--- EXERCISE DIRECTIONS ---
Retype, word for word, every line from the one holding "if length <" through the one holding "fn zlib(data: &[u8])" in the entries below, both included, and only those lines.

--- START ---

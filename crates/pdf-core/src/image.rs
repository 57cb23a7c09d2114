//! Raster image embedding (JPEG, PNG)

use crate::{PdfError, Result};
use image::{DynamicImage, ImageDecoder, ImageReader};
use lopdf::{Dictionary, Document, Object, ObjectId, Stream};
use std::io::{Cursor, Write};

impl From<image::ImageError> for PdfError {
    fn from(err: image::ImageError) -> Self {
        PdfError::ImageError(err.to_string())
    }
}

/// Detected image format
#[derive(Debug, Clone, Copy, PartialEq, Eq)]
pub enum ImageFormat {
    Jpeg,
    Png,
}

/// Image scaling mode
#[derive(Debug, Clone, Copy, PartialEq, Eq, Default)]
pub enum ImageScaleMode {
    /// Stretch to exact dimensions
    Stretch,
    /// Fit within bounding box, preserving aspect ratio
    #[default]
    FitBox,
}

/// Calculate display dimensions based on scaling mode
///
/// # Arguments
/// * `original_width` - Original image width in pixels
/// * `original_height` - Original image height in pixels
/// * `target_width` - Target width in points
/// * `target_height` - Target height in points
/// * `mode` - Scaling mode
///
/// # Returns
/// (actual_width, actual_height) in points
pub fn calculate_scaled_dimensions(
    original_width: u32,
    original_height: u32,
    target_width: f64,
    target_height: f64,
    mode: ImageScaleMode,
) -> (f64, f64) {
    match mode {
        ImageScaleMode::Stretch => (target_width, target_height),
        ImageScaleMode::FitBox => {
            if original_width == 0 || original_height == 0 {
                return (0.0, 0.0);
            }
            let width_ratio = target_width / original_width as f64;
            let height_ratio = target_height / original_height as f64;
            let scale = width_ratio.min(height_ratio).max(0.0);
            (
                original_width as f64 * scale,
                original_height as f64 * scale,
            )
        }
    }
}

/// Detect image format from magic bytes
pub fn detect_format(data: &[u8]) -> Result<ImageFormat> {
    if data.len() < 8 {
        return Err(PdfError::ImageError("Image data too short".to_string()));
    }

    if data[0] == 0xFF && data[1] == 0xD8 && data[2] == 0xFF {
        return Ok(ImageFormat::Jpeg);
    }

    if data[0..8] == [0x89, 0x50, 0x4E, 0x47, 0x0D, 0x0A, 0x1A, 0x0A] {
        return Ok(ImageFormat::Png);
    }

    Err(PdfError::ImageError("Unknown image format".to_string()))
}

/// JPEG info including dimensions and color components
#[derive(Debug, Clone, Copy)]
struct JpegInfo {
    width: u32,
    height: u32,
    num_components: u8,
}

/// Image XObject for PDF embedding
#[derive(Debug, Clone)]
pub struct ImageXObject {
    /// Image width in pixels
    pub width: u32,
    /// Image height in pixels
    pub height: u32,
    /// Color space ("DeviceRGB", "DeviceGray", "DeviceCMYK")
    pub color_space: String,
    /// Bits per component
    pub bits_per_component: u8,
    /// PDF filter ("DCTDecode" for JPEG, "FlateDecode" for PNG)
    pub filter: String,
    /// Encoded image samples
    pub data: Vec<u8>,
    /// Zlib-compressed 8-bit alpha channel, present for translucent PNGs
    pub soft_mask: Option<Vec<u8>>,
}

/// Scan JPEG markers for the frame header
fn get_jpeg_info(data: &[u8]) -> Result<JpegInfo> {
    let mut i = 2;
    while i + 10 < data.len() {
        if data[i] != 0xFF {
            i += 1;
            continue;
        }

        let marker = data[i + 1];

        // SOFn, excluding DHT/JPG/DAC which share the range
        if (0xC0..=0xCF).contains(&marker) && marker != 0xC4 && marker != 0xC8 && marker != 0xCC {
            let height = u16::from_be_bytes([data[i + 5], data[i + 6]]) as u32;
            let width = u16::from_be_bytes([data[i + 7], data[i + 8]]) as u32;
            let num_components = data[i + 9];
            return Ok(JpegInfo {
                width,
                height,
                num_components,
            });
        }

        if i + 4 < data.len() {
            let length = u16::from_be_bytes([data[i + 2], data[i + 3]]) as usize;
            if length < 2 {
                break;
            }
            i += 2 + length;
        } else {
            break;
        }
    }

    Err(PdfError::ImageError(
        "Could not parse JPEG info".to_string(),
    ))
}

fn zlib(data: &[u8]) -> Result<Vec<u8>> {
    let mut encoder = flate2::write::ZlibEncoder::new(Vec::new(), flate2::Compression::default());
    encoder.write_all(data)?;
    Ok(encoder.finish()?)
}

impl ImageXObject {
    /// Create an XObject from JPEG or PNG bytes, detected by magic number
    pub fn from_bytes(data: &[u8]) -> Result<Self> {
        match detect_format(data)? {
            ImageFormat::Jpeg => Self::from_jpeg(data),
            ImageFormat::Png => Self::from_png(data),
        }
    }

    /// Create XObject from JPEG data
    ///
    /// JPEG images are embedded as-is with the DCTDecode filter.
    pub fn from_jpeg(data: &[u8]) -> Result<Self> {
        let info = get_jpeg_info(data)?;
        if info.width == 0 || info.height == 0 {
            return Err(PdfError::ImageError("JPEG has zero dimensions".to_string()));
        }

        let color_space = match info.num_components {
            1 => "DeviceGray",
            4 => "DeviceCMYK",
            _ => "DeviceRGB",
        };

        Ok(Self {
            width: info.width,
            height: info.height,
            color_space: color_space.to_string(),
            bits_per_component: 8,
            filter: "DCTDecode".to_string(),
            data: data.to_vec(),
            soft_mask: None,
        })
    }

    /// Create XObject from PNG data
    ///
    /// Samples are decoded and re-encoded with FlateDecode. An alpha channel is
    /// kept as a separate soft mask so logos stay transparent over the
    /// template background.
    pub fn from_png(data: &[u8]) -> Result<Self> {
        let reader = ImageReader::new(Cursor::new(data)).with_guessed_format()?;
        let decoder = reader.into_decoder()?;

        let (width, height) = decoder.dimensions();
        let color_type = decoder.color_type();
        let image = DynamicImage::from_decoder(decoder)?;

        let (samples, color_space, alpha) = match color_type {
            image::ColorType::L8 | image::ColorType::L16 => {
                (image.to_luma8().into_raw(), "DeviceGray", None)
            }
            image::ColorType::La8 | image::ColorType::La16 => {
                let la = image.to_luma_alpha8();
                let mut gray = Vec::with_capacity((width * height) as usize);
                let mut alpha = Vec::with_capacity((width * height) as usize);
                for pixel in la.pixels() {
                    gray.push(pixel[0]);
                    alpha.push(pixel[1]);
                }
                (gray, "DeviceGray", Some(alpha))
            }
            image::ColorType::Rgba8 | image::ColorType::Rgba16 => {
                let rgba = image.to_rgba8();
                let mut rgb = Vec::with_capacity((width * height * 3) as usize);
                let mut alpha = Vec::with_capacity((width * height) as usize);
                for pixel in rgba.pixels() {
                    rgb.extend_from_slice(&pixel.0[..3]);
                    alpha.push(pixel[3]);
                }
                (rgb, "DeviceRGB", Some(alpha))
            }
            _ => (image.to_rgb8().into_raw(), "DeviceRGB", None),
        };

        // Fully opaque images do not need a mask.
        let soft_mask = match alpha {
            Some(a) if a.iter().any(|v| *v < 255) => Some(zlib(&a)?),
            _ => None,
        };

        Ok(Self {
            width,
            height,
            color_space: color_space.to_string(),
            bits_per_component: 8,
            filter: "FlateDecode".to_string(),
            data: zlib(&samples)?,
            soft_mask,
        })
    }

    /// Convert to a lopdf Stream object (without the soft mask reference)
    pub fn to_pdf_stream(&self) -> Stream {
        let mut dict = Dictionary::new();

        dict.set("Type", Object::Name(b"XObject".to_vec()));
        dict.set("Subtype", Object::Name(b"Image".to_vec()));
        dict.set("Width", self.width as i64);
        dict.set("Height", self.height as i64);
        dict.set(
            "ColorSpace",
            Object::Name(self.color_space.as_bytes().to_vec()),
        );
        dict.set("BitsPerComponent", self.bits_per_component as i64);
        dict.set("Filter", Object::Name(self.filter.as_bytes().to_vec()));
        dict.set("Length", self.data.len() as i64);

        Stream::new(dict, self.data.clone())
    }

    /// Add the image (and its soft mask, if any) to a document
    ///
    /// # Returns
    /// Object ID of the image XObject
    pub fn embed(&self, doc: &mut Document) -> ObjectId {
        let mut stream = self.to_pdf_stream();

        if let Some(mask) = &self.soft_mask {
            let mut mask_dict = Dictionary::new();
            mask_dict.set("Type", Object::Name(b"XObject".to_vec()));
            mask_dict.set("Subtype", Object::Name(b"Image".to_vec()));
            mask_dict.set("Width", self.width as i64);
            mask_dict.set("Height", self.height as i64);
            mask_dict.set("ColorSpace", Object::Name(b"DeviceGray".to_vec()));
            mask_dict.set("BitsPerComponent", 8);
            mask_dict.set("Filter", Object::Name(b"FlateDecode".to_vec()));
            let mask_id = doc.add_object(Stream::new(mask_dict, mask.clone()));
            stream.dict.set("SMask", Object::Reference(mask_id));
        }

        doc.add_object(stream)
    }
}

/// Generate operators to draw an image XObject
///
/// # Arguments
/// * `image_name` - Image resource name (e.g., "Im1")
/// * `x` - X coordinate in points
/// * `y` - Y coordinate in points (from bottom, PDF coordinates)
/// * `width` - Image width in points
/// * `height` - Image height in points
pub fn generate_image_operators(
    image_name: &str,
    x: f64,
    y: f64,
    width: f64,
    height: f64,
) -> Vec<u8> {
    use crate::text::pdf_num as n;
    format!(
        "q\n{} 0 0 {} {} {} cm\n/{image_name} Do\nQ\n",
        n(width),
        n(height),
        n(x),
        n(y)
    )
    .into_bytes()
}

--- END ---

--- RESPONSE BOX ---
            if length < 2 {
                break;
            }
            i += 2 + length;
        } else {
            break;
        }
    }

    Err(PdfError::ImageError(
        "Could not parse JPEG info".to_string(),
    ))
}

fn zlib(data: &[u8]) -> Result<Vec<u8>> {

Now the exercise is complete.